That's not to say he and his work aren't ever polarizing or controversial. After all, this sixth album of his is driving a lot of discourse right now. But way before this record came out, Kendrick was already having a pretty hot 2024. As this past spring, he came out the victor in a multi-track beef with commercial Canadian hip hop titan, Drake.
If there is such a thing in the modern rap landscape as a multinational bank that's too big to fail, that's Drake. Because recently, he's been releasing a lot of music that many consider to not really hold a candle to his more classic works. And yet, he continues to hold strong as the most streamed modern rap artist today. And his unwavering grip on the industry these days is something he seems to be very well aware of, and he operates as such. Whether he's putting little effort into an uninspired collaboration or song, or sending out not-so-subliminal shots on a group of bars, or making cavalier comments in hermetically sealed interviews and promotional interactions where he is not likely to see much pushback.

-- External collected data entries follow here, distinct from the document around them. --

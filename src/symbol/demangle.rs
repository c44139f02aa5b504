// Thu Oct 15 2026 - Alex

use crate::process::{ToolError, ToolRunner};
use crate::symbol::export::ExportTable;

#[derive(Debug, Clone, Default, PartialEq, Eq)]
pub struct DemangleStats {
    pub attempted: usize,
    pub demangled: usize,
    pub tool_available: bool,
}

/// Recovers readable names through an external demangler (`undname`,
/// `c++filt`, ...). Every failure leaves the name untouched.
pub struct Demangler {
    runner: ToolRunner,
}

impl Demangler {
    pub fn new(runner: ToolRunner) -> Self {
        Self { runner }
    }

    pub fn demangle_table(&self, table: &mut ExportTable) -> DemangleStats {
        let mangled: Vec<String> = table
            .iter()
            .filter(|e| e.is_mangled())
            .map(|e| e.name.clone())
            .collect();

        let mut stats = DemangleStats { tool_available: true, ..Default::default() };

        for name in mangled {
            stats.attempted += 1;
            match self.runner.run(&[name.as_str()]) {
                Ok(output) => {
                    if let Some(readable) = parse_demangler_output(&name, &output.stdout) {
                        table.set_demangled(&name, readable);
                        stats.demangled += 1;
                    }
                }
                Err(e @ ToolError::NotFound(_)) => {
                    log::warn!("Demangler unavailable, leaving names mangled: {}", e);
                    stats.tool_available = false;
                    break;
                }
                Err(e) => {
                    log::debug!("Demangling {} failed: {}", name, e);
                }
            }
        }

        if stats.attempted > 0 {
            log::info!("Demangled {}/{} decorated names", stats.demangled, stats.attempted);
        }
        stats
    }
}

/// Understands both `undname` ("... is: <name>") and plain one-line output.
pub fn parse_demangler_output(mangled: &str, output: &str) -> Option<String> {
    let lines: Vec<&str> = output.lines().map(str::trim).filter(|l| !l.is_empty()).collect();

    let candidate = lines
        .iter()
        .find_map(|line| {
            line.split_once(" is: ")
                .or_else(|| line.split_once("is :- "))
                .map(|(_, rest)| rest.trim())
        })
        .or_else(|| lines.last().copied())?;

    let candidate = candidate.trim_matches('"');
    if candidate.is_empty() || candidate == mangled {
        None
    } else {
        Some(candidate.to_string())
    }
}

/// Bare function identifier inside a demangled signature, used as a header
/// search alias: `int __cdecl ns::Foo(int)` gives `Foo`.
pub fn alias_search_name(demangled: &str) -> Option<String> {
    let head = demangled.split('(').next()?.trim_end();
    let last = head.rsplit(|c: char| c.is_whitespace() || c == '*' || c == '&').next()?;
    let ident = last.rsplit("::").next()?;
    let valid = !ident.is_empty()
        && ident.chars().all(|c| c.is_ascii_alphanumeric() || c == '_')
        && !ident.chars().next().map_or(true, |c| c.is_ascii_digit());
    if valid {
        Some(ident.to_string())
    } else {
        None
    }
}
// Thu Oct 15 2026 - Alex

use crate::config::{Config, ConfigError};
use crate::pipeline::PipelineInputs;
use clap::Parser;
use std::path::PathBuf;

#[derive(Parser, Debug)]
#[command(name = "invocable-scanner")]
#[command(author = "Alex")]
#[command(version = "1.0.0")]
#[command(about = "Confidence-scored catalog of a binary's exported functions", long_about = None)]
pub struct Args {
    /// Binary to analyze (PE exports are read directly, the export tool is the fallback)
    #[arg(short, long)]
    pub binary: Option<PathBuf>,

    /// Pre-captured export table dump, used instead of running the export tool
    #[arg(short, long)]
    pub exports_dump: Option<PathBuf>,

    /// Header tree to correlate exports against
    #[arg(short = 'H', long)]
    pub headers: Option<PathBuf>,

    /// Documentation tree to search for references
    #[arg(short, long)]
    pub docs: Option<PathBuf>,

    /// Invocables produced by an external analyzer (JSON); repeatable
    #[arg(long = "external")]
    pub external: Vec<PathBuf>,

    #[arg(short, long)]
    pub output_dir: Option<PathBuf>,

    /// Suffix appended to every output file stem
    #[arg(long)]
    pub tag: Option<String>,

    /// JSON configuration file; command-line flags override it
    #[arg(short, long)]
    pub config: Option<PathBuf>,

    #[arg(long)]
    pub export_tool: Option<String>,

    #[arg(long)]
    pub demangle_tool: Option<String>,

    #[arg(long)]
    pub no_demangle: bool,

    /// Timeout in seconds for the export tool
    #[arg(long)]
    pub timeout: Option<u64>,

    #[arg(long)]
    pub max_doc_hits: Option<usize>,

    #[arg(long)]
    pub no_raw_dump: bool,

    #[arg(short, long, default_value = "info")]
    pub log_level: String,

    #[arg(long)]
    pub no_progress: bool,

    #[arg(short, long)]
    pub quiet: bool,

    #[arg(long)]
    pub no_color: bool,
}

impl Args {
    pub fn validate(&self) -> Result<(), String> {
        if self.binary.is_none() && self.exports_dump.is_none() {
            return Err("Either --binary or --exports-dump must be specified".to_string());
        }
        if let Some(dump) = &self.exports_dump {
            if !dump.is_file() {
                return Err(format!("Export dump does not exist: {:?}", dump));
            }
        }
        if let Some(binary) = &self.binary {
            if !binary.is_file() {
                return Err(format!("Binary does not exist: {:?}", binary));
            }
        }
        Ok(())
    }

    pub fn log_level_filter(&self) -> log::LevelFilter {
        match self.log_level.to_lowercase().as_str() {
            "trace" => log::LevelFilter::Trace,
            "debug" => log::LevelFilter::Debug,
            "info" => log::LevelFilter::Info,
            "warn" => log::LevelFilter::Warn,
            "error" => log::LevelFilter::Error,
            "off" => log::LevelFilter::Off,
            _ => log::LevelFilter::Info,
        }
    }

    pub fn to_config(&self) -> Result<Config, ConfigError> {
        let mut config = match &self.config {
            Some(path) => Config::from_file(path)?,
            None => Config::default(),
        };

        if let Some(dir) = &self.output_dir {
            config = config.with_output_dir(dir.clone());
        }
        if let Some(tag) = &self.tag {
            config = config.with_tag(tag);
        }
        if let Some(tool) = &self.export_tool {
            config = config.with_export_tool(tool);
        }
        if let Some(tool) = &self.demangle_tool {
            config = config.with_demangle_tool(tool);
        }
        if self.no_demangle {
            config = config.with_demangle(false);
        }
        if let Some(secs) = self.timeout {
            config = config.with_tool_timeout(secs);
        }
        if let Some(hits) = self.max_doc_hits {
            config = config.with_max_doc_hits(hits);
        }
        if self.no_raw_dump {
            config = config.with_save_raw_dump(false);
        }

        config.validate()?;
        Ok(config)
    }

    pub fn pipeline_inputs(&self) -> PipelineInputs {
        PipelineInputs {
            binary: self.binary.clone(),
            exports_dump: self.exports_dump.clone(),
            headers: self.headers.clone(),
            docs: self.docs.clone(),
            external: self.external.clone(),
        }
    }
}
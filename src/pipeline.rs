// Thu Oct 15 2026 - Alex

use crate::analyzers::{analyzer_for_path, load_external, strategy_for, AnalyzerKind};
use crate::binary::BinaryInfo;
use crate::catalog::{ConfidenceSummary, Invocable, RunConditions};
use crate::config::{Config, ConfigError};
use crate::docs::DocIndex;
use crate::headers::{Candidate, CorrelationReport, HeaderCorrelator};
use crate::output::{Bundle, EmissionInputs, EmissionReport, OutputError, TieredEmitter};
use crate::process::ToolRunner;
use crate::scoring::ConfidenceScorer;
use crate::symbol::{resolve_forwarders, DemangleStats, Demangler, ExportExtractor, ExtractionError, ExtractionReport, ForwardMap};
use log::{info, warn};
use std::fs;
use std::path::{Path, PathBuf};
use thiserror::Error;

#[derive(Debug, Error)]
pub enum DiscoveryError {
    #[error("no target given: supply a binary or a pre-captured export dump")]
    NoTarget,
    #[error(transparent)]
    Extraction(#[from] ExtractionError),
    #[error(transparent)]
    Output(#[from] OutputError),
    #[error(transparent)]
    Config(#[from] ConfigError),
}

#[derive(Debug, Clone, Default)]
pub struct PipelineInputs {
    pub binary: Option<PathBuf>,
    pub exports_dump: Option<PathBuf>,
    pub headers: Option<PathBuf>,
    pub docs: Option<PathBuf>,
    pub external: Vec<PathBuf>,
}

impl PipelineInputs {
    pub fn for_binary(path: impl Into<PathBuf>) -> Self {
        Self {
            binary: Some(path.into()),
            ..Self::default()
        }
    }

    pub fn for_dump(path: impl Into<PathBuf>) -> Self {
        Self {
            exports_dump: Some(path.into()),
            ..Self::default()
        }
    }

    pub fn with_headers(mut self, dir: Option<PathBuf>) -> Self {
        self.headers = dir;
        self
    }

    pub fn with_docs(mut self, dir: Option<PathBuf>) -> Self {
        self.docs = dir;
        self
    }

    pub fn with_external(mut self, files: Vec<PathBuf>) -> Self {
        self.external = files;
        self
    }
}

#[derive(Debug, Clone, Copy, PartialEq, Eq)]
pub enum Stage {
    Metadata,
    Extract,
    Resolve,
    Demangle,
    Correlate,
    Docs,
    External,
    Emit,
}

impl Stage {
    pub fn name(&self) -> &'static str {
        match self {
            Stage::Metadata => "Reading binary metadata",
            Stage::Extract => "Extracting exports",
            Stage::Resolve => "Resolving forwarders",
            Stage::Demangle => "Demangling names",
            Stage::Correlate => "Correlating headers",
            Stage::Docs => "Scanning documentation",
            Stage::External => "Loading external invocables",
            Stage::Emit => "Writing output bundles",
        }
    }
}

/// Receives stage transitions. Both hooks default to doing nothing.
pub trait PipelineObserver {
    fn stage_started(&self, _stage: Stage) {}
    fn stage_finished(&self, _stage: Stage, _detail: &str) {}
}

pub struct SilentObserver;

impl PipelineObserver for SilentObserver {}

/// Everything one run produced.
#[derive(Debug, Clone)]
pub struct AnalysisRun {
    pub base_name: String,
    pub binary: BinaryInfo,
    pub analyzer: AnalyzerKind,
    pub extraction: ExtractionReport,
    pub forwards: ForwardMap,
    pub demangle: DemangleStats,
    pub headers: Option<CorrelationReport>,
    pub docs: Option<DocIndex>,
    pub external: Vec<Invocable>,
    pub bundles: Vec<Bundle>,
    pub summary: ConfidenceSummary,
    pub emission: EmissionReport,
}

impl AnalysisRun {
    pub fn export_count(&self) -> usize {
        self.extraction.table.len()
    }

    /// The richest bundle's entries: the unified catalog of this run.
    pub fn catalog(&self) -> &[Invocable] {
        self.bundles
            .iter()
            .find(|b| b.tier.has_invocables())
            .map(|b| b.invocables.as_slice())
            .unwrap_or(&[])
    }

    pub fn bundle(&self, tier: crate::output::TierLevel) -> Option<&Bundle> {
        self.bundles.iter().find(|b| b.tier == tier)
    }
}

/// Extractor, resolver/demangler, correlator, scorer, emitter, in that order.
/// Only export extraction can fail the run.
pub struct DiscoveryPipeline {
    config: Config,
    scorer: ConfidenceScorer,
}

impl DiscoveryPipeline {
    pub fn new(config: Config) -> Result<Self, DiscoveryError> {
        config.validate()?;
        let scorer = ConfidenceScorer::new(config.heuristics.clone());
        Ok(Self { config, scorer })
    }

    pub fn config(&self) -> &Config {
        &self.config
    }

    pub fn run(&self, inputs: &PipelineInputs) -> Result<AnalysisRun, DiscoveryError> {
        self.run_observed(inputs, &SilentObserver)
    }

    pub fn run_observed(
        &self,
        inputs: &PipelineInputs,
        observer: &dyn PipelineObserver,
    ) -> Result<AnalysisRun, DiscoveryError> {
        let cfg = &self.config;

        observer.stage_started(Stage::Metadata);
        let binary = match (&inputs.binary, &inputs.exports_dump) {
            (Some(path), _) => BinaryInfo::inspect(path, &cfg.known_system_binaries),
            (None, Some(dump)) => BinaryInfo::from_dump(dump),
            (None, None) => return Err(DiscoveryError::NoTarget),
        };
        let base_name = cfg.base_name(&binary.stem());
        let analyzer = classify_target(inputs);
        let strategy = strategy_for(analyzer);
        if !strategy.in_core {
            warn!(
                "{} is cataloged by the {} analyzer; pass its output with --external",
                binary.name, strategy.discovered_by
            );
        }
        observer.stage_finished(Stage::Metadata, binary.target_type.name());

        observer.stage_started(Stage::Extract);
        let extraction = self.extract(inputs, &base_name)?;
        let mut table = extraction.table.clone();
        observer.stage_finished(Stage::Extract, &format!("{} exports", table.len()));

        observer.stage_started(Stage::Resolve);
        let forwards = resolve_forwarders(&table, cfg.max_forward_hops);
        observer.stage_finished(Stage::Resolve, &format!("{} forwarders", forwards.len()));

        observer.stage_started(Stage::Demangle);
        let demangle = if cfg.demangle && table.iter().any(|e| e.is_mangled()) {
            Demangler::new(ToolRunner::new(&cfg.demangle_tool, cfg.demangle_timeout())).demangle_table(&mut table)
        } else {
            DemangleStats::default()
        };
        observer.stage_finished(Stage::Demangle, &format!("{} demangled", demangle.demangled));

        observer.stage_started(Stage::Correlate);
        let headers = existing_dir(inputs.headers.as_deref(), "header").map(|dir| {
            HeaderCorrelator::new(cfg.header_extensions.clone()).correlate(dir, &Candidate::from_table(&table))
        });
        let matched = headers.as_ref().map_or(0, |h| h.matches.len());
        observer.stage_finished(Stage::Correlate, &format!("{} matched", matched));

        observer.stage_started(Stage::Docs);
        let docs = existing_dir(inputs.docs.as_deref(), "documentation").map(|dir| {
            let names: Vec<String> = table.names().map(str::to_string).collect();
            DocIndex::scan(dir, &names, &cfg.doc_extensions, cfg.max_doc_hits)
        });
        observer.stage_finished(Stage::Docs, &format!("{} referenced", docs.as_ref().map_or(0, |d| d.len())));

        observer.stage_started(Stage::External);
        let mut external = Vec::new();
        for path in &inputs.external {
            match load_external(path) {
                Ok(mut loaded) => external.append(&mut loaded),
                Err(e) => warn!("{}", e),
            }
        }
        observer.stage_finished(Stage::External, &format!("{} loaded", external.len()));

        observer.stage_started(Stage::Emit);
        let emitter = TieredEmitter::new(&self.scorer, &cfg.output_dir, base_name.as_str());
        let emission_inputs = EmissionInputs {
            binary: &binary,
            exports: &table,
            forwards: &forwards,
            headers: headers.as_ref(),
            docs: docs.as_ref(),
            external: &external,
        };
        let generated_at = chrono::Utc::now().to_rfc3339();
        let bundles = emitter.bundles(&emission_inputs, &generated_at);

        let conditions = RunConditions {
            headers_supplied: headers.is_some(),
            docs_supplied: docs.is_some(),
            demangle_enabled: cfg.demangle,
            demangler_available: demangle.tool_available,
            mangled_count: table.iter().filter(|e| e.is_mangled()).count(),
            is_signed: binary.is_signed,
        };
        let catalog = bundles
            .iter()
            .find(|b| b.tier.has_invocables())
            .map(|b| b.invocables.as_slice())
            .unwrap_or(&[]);
        let summary = ConfidenceSummary::from_catalog(catalog, &conditions);
        let emission = emitter.write(&bundles, Some(&summary))?;
        observer.stage_finished(Stage::Emit, &format!("{} files", emission.files.len()));

        info!(
            "Analysis of {} complete: {} exports, {} tiers written to {}",
            binary.name,
            table.len(),
            emission.tiers.len(),
            emitter.out_dir().display()
        );

        let extraction = ExtractionReport { table, ..extraction };
        Ok(AnalysisRun {
            base_name,
            binary,
            analyzer,
            extraction,
            forwards,
            demangle,
            headers,
            docs,
            external,
            bundles,
            summary,
            emission,
        })
    }

    fn extract(&self, inputs: &PipelineInputs, base_name: &str) -> Result<ExtractionReport, DiscoveryError> {
        let cfg = &self.config;
        let mut extractor = ExportExtractor::new(ToolRunner::new(&cfg.export_tool, cfg.tool_timeout()));

        if let Some(dump) = &inputs.exports_dump {
            return Ok(extractor.from_dump_file(dump)?);
        }
        let Some(binary) = &inputs.binary else {
            return Err(DiscoveryError::NoTarget);
        };

        if cfg.save_raw_dump {
            fs::create_dir_all(&cfg.output_dir).map_err(|source| OutputError::CreateDir {
                path: cfg.output_dir.clone(),
                source,
            })?;
            extractor = extractor.with_raw_output(cfg.output_dir.join(format!("{}_exports_raw.txt", base_name)));
        }
        Ok(extractor.from_binary(binary)?)
    }
}

/// Dumps and binaries without a known extension are read as native images.
pub fn classify_target(inputs: &PipelineInputs) -> AnalyzerKind {
    inputs
        .binary
        .as_deref()
        .and_then(analyzer_for_path)
        .unwrap_or(AnalyzerKind::NativeExports)
}

fn existing_dir<'a>(dir: Option<&'a Path>, what: &str) -> Option<&'a Path> {
    let dir = dir?;
    if dir.is_dir() {
        Some(dir)
    } else {
        warn!("{} directory {} does not exist; continuing without it", what, dir.display());
        None
    }
}

#[cfg(test)]
mod tests {
    use super::*;
    use tempfile::TempDir;

    #[test]
    fn test_no_target_is_an_error() {
        let pipeline = DiscoveryPipeline::new(Config::default()).unwrap();
        assert!(matches!(pipeline.run(&PipelineInputs::default()), Err(DiscoveryError::NoTarget)));
    }

    #[test]
    fn test_target_classification() {
        assert_eq!(classify_target(&PipelineInputs::for_dump("exports.txt")), AnalyzerKind::NativeExports);
        assert_eq!(classify_target(&PipelineInputs::for_binary("zlib1.dll")), AnalyzerKind::NativeExports);
        assert_eq!(classify_target(&PipelineInputs::for_binary("libz.so.1")), AnalyzerKind::NativeExports);
        assert_eq!(
            classify_target(&PipelineInputs::for_binary("deploy.ps1")),
            AnalyzerKind::Script(crate::analyzers::ScriptLanguage::PowerShell)
        );
        assert!(!strategy_for(classify_target(&PipelineInputs::for_binary("api.idl"))).in_core);
    }

    #[test]
    fn test_unreadable_dump_is_fatal() {
        let dir = TempDir::new().unwrap();
        let config = Config::default().with_output_dir(dir.path().join("out"));
        let pipeline = DiscoveryPipeline::new(config).unwrap();
        let result = pipeline.run(&PipelineInputs::for_dump(dir.path().join("missing.txt")));
        assert!(matches!(result, Err(DiscoveryError::Extraction(_))));
    }

    #[test]
    fn test_missing_optional_dirs_degrade() {
        let dir = TempDir::new().unwrap();
        let dump = dir.path().join("sample.txt");
        fs::write(
            &dump,
            "    ordinal hint RVA      name\n\n          1    0 00001000 Foo\n\n  Summary\n",
        )
        .unwrap();
        let config = Config::default().with_output_dir(dir.path().join("out"));
        let pipeline = DiscoveryPipeline::new(config).unwrap();
        let inputs = PipelineInputs::for_dump(&dump)
            .with_headers(Some(dir.path().join("no_headers")))
            .with_docs(Some(dir.path().join("no_docs")));
        let run = pipeline.run(&inputs).unwrap();
        assert!(run.headers.is_none());
        assert!(run.docs.is_none());
        assert_eq!(run.export_count(), 1);
        assert!(run.summary.is_consistent_with(run.catalog()));
    }
}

For a while, it seemed like this was just the state of things in popular music and popular hip hop today that they weren't really going to change or shift in any direction, see a shake up in any way until the song "Like That" hit the internet, the song off of the Metro Boomin and Future project, We Don't Trust You, that dropped recently, which featured Kendrick Lamar. Yes, on that track, Kendrick fired off a few shots that basically got this domino effect going. "No big three, just big me." J. Cole responds. He apologizes. Drake jumps in. He's responding to a bunch of people. Kendrick is responding to Drake. Tracks are going back and forth. Drake's getting called a pedophile on a song that managed to become one of the biggest hits of the year.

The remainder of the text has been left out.